Task item |
Your task is to output the entries below word for word.
═══
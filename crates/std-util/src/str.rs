//! Identifier naming conventions.
//!
//! These conversions bridge application field names (camelCase), model names
//! (PascalCase) and database identifiers (snake_case). `snake_case` and
//! `camel_case` invert each other for every valid camelCase / snake_case
//! input. The pluralization helpers apply a small set of English suffix rules
//! rather than a full inflection dictionary.

use heck::ToUpperCamelCase;

/// Irregular `(singular, plural)` pairs consulted by [`singularize`].
const IRREGULAR: &[(&str, &str)] = &[
    ("child", "children"),
    ("person", "people"),
    ("goose", "geese"),
    ("foot", "feet"),
    ("tooth", "teeth"),
    ("mouse", "mice"),
    ("man", "men"),
    ("woman", "women"),
];

/// Converts an identifier to snake_case.
///
/// An underscore is inserted before every uppercase character that does not
/// start the string or directly follow an underscore, and the character is
/// lowercased. Acronyms are not detected: `userID` becomes `user_i_d`.
pub fn snake_case(src: &str) -> String {
    let mut dst = String::with_capacity(src.len() + 4);
    let mut prev = None;

    for ch in src.chars() {
        if ch.is_uppercase() {
            if prev.is_some_and(|prev| prev != '_') {
                dst.push('_');
            }
            dst.extend(ch.to_lowercase());
        } else {
            dst.push(ch);
        }

        prev = Some(ch);
    }

    dst
}

/// Converts an identifier to camelCase.
///
/// The input is split on underscores. Segments written entirely in uppercase
/// (`USER_ID`) are lowercased first, the first segment starts lowercase and
/// every following segment is capitalized. A segment whose first character has
/// no uppercase form (`user_1`) keeps its underscore so the conversion can be
/// reversed by [`snake_case`].
pub fn camel_case(src: &str) -> String {
    let mut dst = String::with_capacity(src.len());

    for segment in src.split('_') {
        if segment.is_empty() {
            continue;
        }

        let segment = if is_uppercase_segment(segment) {
            segment.to_lowercase()
        } else {
            segment.to_string()
        };

        let mut chars = segment.chars();
        let Some(first) = chars.next() else {
            continue;
        };

        if dst.is_empty() {
            dst.extend(first.to_lowercase());
            dst.push_str(chars.as_str());
        } else if let Some(upper) = capitalize_char(first) {
            dst.push(upper);
            dst.push_str(chars.as_str());
        } else {
            dst.push('_');
            dst.push_str(&segment);
        }
    }

    dst
}

/// Converts an identifier to PascalCase.
pub fn pascal_case(src: &str) -> String {
    src.to_upper_camel_case()
}

pub fn is_snake_case(src: &str) -> bool {
    if src.is_empty() {
        return true;
    }

    !src.chars().any(char::is_uppercase)
        && !src.starts_with('_')
        && !src.ends_with('_')
        && !src.contains("__")
}

pub fn is_camel_case(src: &str) -> bool {
    let Some(first) = src.chars().next() else {
        return true;
    };

    if first.is_uppercase() || src.contains('_') {
        return false;
    }

    let chars: Vec<_> = src.chars().collect();
    !chars
        .windows(2)
        .any(|pair| pair[0].is_uppercase() && pair[1].is_uppercase())
}

pub fn is_pascal_case(src: &str) -> bool {
    let Some(first) = src.chars().next() else {
        return true;
    };

    first.is_uppercase() && !src.contains('_')
}

/// Returns the plural form of `word`, lowercased.
///
/// Only suffix rules are applied, in order: `s`/`x`/`z`/`ch`/`sh` take `es`,
/// consonant + `y` becomes `ies`, `f` and `fe` become `ves`, everything else
/// takes `s`. Irregular nouns are not special-cased (`person` → `persons`).
pub fn pluralize(word: &str) -> String {
    if word.is_empty() {
        return String::new();
    }

    let word = word.to_lowercase();

    if ["s", "x", "z", "ch", "sh"]
        .iter()
        .any(|suffix| word.ends_with(suffix))
    {
        return format!("{word}es");
    }

    if let Some(stem) = word.strip_suffix('y') {
        if stem.chars().last().is_some_and(|prev| !is_vowel(prev)) {
            return format!("{stem}ies");
        }
    }

    if let Some(stem) = word.strip_suffix('f') {
        return format!("{stem}ves");
    }

    if let Some(stem) = word.strip_suffix("fe") {
        return format!("{stem}ves");
    }

    format!("{word}s")
}

/// Returns the singular form of `word`, preserving the case of its stem.
///
/// The irregular table is consulted first, then the suffix rules of
/// [`pluralize`] are reversed heuristically. The result is lossy for
/// ambiguous inputs: `knives` becomes `knif` and `status` becomes `statu`.
pub fn singularize(word: &str) -> String {
    if word.is_empty() {
        return String::new();
    }

    let lower = word.to_ascii_lowercase();

    for (singular, plural) in IRREGULAR {
        if lower == *plural {
            return match_leading_case(word, singular);
        }

        if lower == *singular {
            return word.to_string();
        }
    }

    let stem = |suffix_len: usize| &word[..word.len() - suffix_len];

    if lower.ends_with("ies") && lower.len() > 3 {
        format!("{}y", stem(3))
    } else if lower.ends_with("ves") && lower.len() > 3 {
        format!("{}f", stem(3))
    } else if ["ses", "xes", "zes", "ches", "shes"]
        .iter()
        .any(|suffix| lower.ends_with(suffix))
    {
        stem(2).to_string()
    } else if lower.ends_with("ss") {
        word.to_string()
    } else if lower.ends_with('s') && lower.len() > 1 {
        stem(1).to_string()
    } else {
        word.to_string()
    }
}

/// Default table name for a model: `pluralize(snake_case(name))`.
pub fn model_name_to_table_name(name: &str) -> String {
    pluralize(&snake_case(name))
}

fn is_vowel(ch: char) -> bool {
    matches!(ch.to_ascii_lowercase(), 'a' | 'e' | 'i' | 'o' | 'u')
}

fn is_uppercase_segment(segment: &str) -> bool {
    segment.chars().any(char::is_uppercase) && !segment.chars().any(char::is_lowercase)
}

/// Returns the single-character uppercase form of `ch` if lowercasing it again
/// gives back `ch`.
fn capitalize_char(ch: char) -> Option<char> {
    let mut upper = ch.to_uppercase();
    let (Some(up), None) = (upper.next(), upper.next()) else {
        return None;
    };

    let mut lower = up.to_lowercase();
    match (lower.next(), lower.next()) {
        (Some(back), None) if up != ch && back == ch => Some(up),
        _ => None,
    }
}

fn match_leading_case(original: &str, replacement: &str) -> String {
    let capitalized = original.chars().next().is_some_and(char::is_uppercase);

    if !capitalized {
        return replacement.to_string();
    }

    let mut chars = replacement.chars();
    match chars.next() {
        Some(first) => first.to_uppercase().chain(chars).collect(),
        None => String::new(),
    }
}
═══
Exercise answer |
filename crates/std-util/src/str.rs
//! Identifier naming conventions.
//!
//! These conversions bridge application field names (camelCase), model names
//! (PascalCase) and database identifiers (snake_case). `snake_case` and
//! `camel_case` invert each other for every valid camelCase / snake_case
//! input. The pluralization helpers apply a small set of English suffix rules
//! rather than a full inflection dictionary.

use heck::ToUpperCamelCase;

/// Irregular `(singular, plural)` pairs consulted by [`singularize`].
const IRREGULAR: &[(&str, &str)] = &[
    ("child", "children"),
    ("person", "people"),
    ("goose", "geese"),
    ("foot", "feet"),
    ("tooth", "teeth"),
    ("mouse", "mice"),
    ("man", "men"),
    ("woman", "women"),
];

/// Converts an identifier to snake_case.
///
/// An underscore is inserted before every uppercase character that does not
/// start the string or directly follow an underscore, and the character is
/// lowercased. Acronyms are not detected: `userID` becomes `user_i_d`.
pub fn snake_case(src: &str) -> String {
    let mut dst = String::with_capacity(src.len() + 4);
    let mut prev = None;

    for ch in src.chars() {
        if ch.is_uppercase() {
            if prev.is_some_and(|prev| prev != '_') {
                dst.push('_');
            }
            dst.extend(ch.to_lowercase());
        } else {
            dst.push(ch);
        }

        prev = Some(ch);
    }

    dst
}

/// Converts an identifier to camelCase.
///
/// The input is split on underscores. Segments written entirely in uppercase
/// (`USER_ID`) are lowercased first, the first segment starts lowercase and
/// every following segment is capitalized. A segment whose first character has
/// no uppercase form (`user_1`) keeps its underscore so the conversion can be
/// reversed by [`snake_case`].
pub fn camel_case(src: &str) -> String {
    let mut dst = String::with_capacity(src.len());

    for segment in src.split('_') {
        if segment.is_empty() {
            continue;
        }

        let segment = if is_uppercase_segment(segment) {
            segment.to_lowercase()
        } else {
            segment.to_string()
        };

        let mut chars = segment.chars();
        let Some(first) = chars.next() else {
            continue;
        };

        if dst.is_empty() {
            dst.extend(first.to_lowercase());
            dst.push_str(chars.as_str());
        } else if let Some(upper) = capitalize_char(first) {
            dst.push(upper);
            dst.push_str(chars.as_str());
        } else {
            dst.push('_');
            dst.push_str(&segment);
        }
    }

    dst
}

/// Converts an identifier to PascalCase.
pub fn pascal_case(src: &str) -> String {
    src.to_upper_camel_case()
}

pub fn is_snake_case(src: &str) -> bool {
    if src.is_empty() {
        return true;
    }

    !src.chars().any(char::is_uppercase)
        && !src.starts_with('_')
        && !src.ends_with('_')
        && !src.contains("__")
}

pub fn is_camel_case(src: &str) -> bool {
    let Some(first) = src.chars().next() else {
        return true;
    };

    if first.is_uppercase() || src.contains('_') {
        return false;
    }

    let chars: Vec<_> = src.chars().collect();
    !chars
        .windows(2)
        .any(|pair| pair[0].is_uppercase() && pair[1].is_uppercase())
}

pub fn is_pascal_case(src: &str) -> bool {
    let Some(first) = src.chars().next() else {
        return true;
    };

    first.is_uppercase() && !src.contains('_')
}

/// Returns the plural form of `word`, lowercased.
///
/// Only suffix rules are applied, in order: `s`/`x`/`z`/`ch`/`sh` take `es`,
/// consonant + `y` becomes `ies`, `f` and `fe` become `ves`, everything else
/// takes `s`. Irregular nouns are not special-cased (`person` → `persons`).
pub fn pluralize(word: &str) -> String {
    if word.is_empty() {
        return String::new();
    }

    let word = word.to_lowercase();

    if ["s", "x", "z", "ch", "sh"]
        .iter()
        .any(|suffix| word.ends_with(suffix))
    {
        return format!("{word}es");
    }

    if let Some(stem) = word.strip_suffix('y') {
        if stem.chars().last().is_some_and(|prev| !is_vowel(prev)) {
            return format!("{stem}ies");
        }
    }

    if let Some(stem) = word.strip_suffix('f') {
        return format!("{stem}ves");
    }

    if let Some(stem) = word.strip_suffix("fe") {
        return format!("{stem}ves");
    }

    format!("{word}s")
}

/// Returns the singular form of `word`, preserving the case of its stem.
///
/// The irregular table is consulted first, then the suffix rules of
/// [`pluralize`] are reversed heuristically. The result is lossy for
/// ambiguous inputs: `knives` becomes `knif` and `status` becomes `statu`.
pub fn singularize(word: &str) -> String {
    if word.is_empty() {
        return String::new();
    }

    let lower = word.to_ascii_lowercase();

    for (singular, plural) in IRREGULAR {
        if lower == *plural {
            return match_leading_case(word, singular);
        }

        if lower == *singular {
            return word.to_string();
        }
    }

    let stem = |suffix_len: usize| &word[..word.len() - suffix_len];

    if lower.ends_with("ies") && lower.len() > 3 {
        format!("{}y", stem(3))
    } else if lower.ends_with("ves") && lower.len() > 3 {
        format!("{}f", stem(3))
    } else if ["ses", "xes", "zes", "ches", "shes"]
        .iter()
        .any(|suffix| lower.ends_with(suffix))
    {
        stem(2).to_string()
    } else if lower.ends_with("ss") {
        word.to_string()
    } else if lower.ends_with('s') && lower.len() > 1 {
        stem(1).to_string()
    } else {
        word.to_string()
    }
}

/// Default table name for a model: `pluralize(snake_case(name))`.
pub fn model_name_to_table_name(name: &str) -> String {
    pluralize(&snake_case(name))
}

fn is_vowel(ch: char) -> bool {
    matches!(ch.to_ascii_lowercase(), 'a' | 'e' | 'i' | 'o' | 'u')
}

fn is_uppercase_segment(segment: &str) -> bool {
    segment.chars().any(char::is_uppercase) && !segment.chars().any(char::is_lowercase)
}

/// Returns the single-character uppercase form of `ch` if lowercasing it again
/// gives back `ch`.
fn capitalize_char(ch: char) -> Option<char> {
    let mut upper = ch.to_uppercase();
    let (Some(up), None) = (upper.next(), upper.next()) else {
        return None;
    };

    let mut lower = up.to_lowercase();
    match (lower.next(), lower.next()) {
        (Some(back), None) if up != ch && back == ch => Some(up),
        _ => None,
    }
}

fn match_leading_case(original: &str, replacement: &str) -> String {
    let capitalized = original.chars().next().is_some_and(char::is_uppercase);

    if !capitalized {
        return replacement.to_string();
    }

    let mut chars = replacement.chars();
    match chars.next() {
        Some(first) => first.to_uppercase().chain(chars).collect(),
        None => String::new(),
    }
}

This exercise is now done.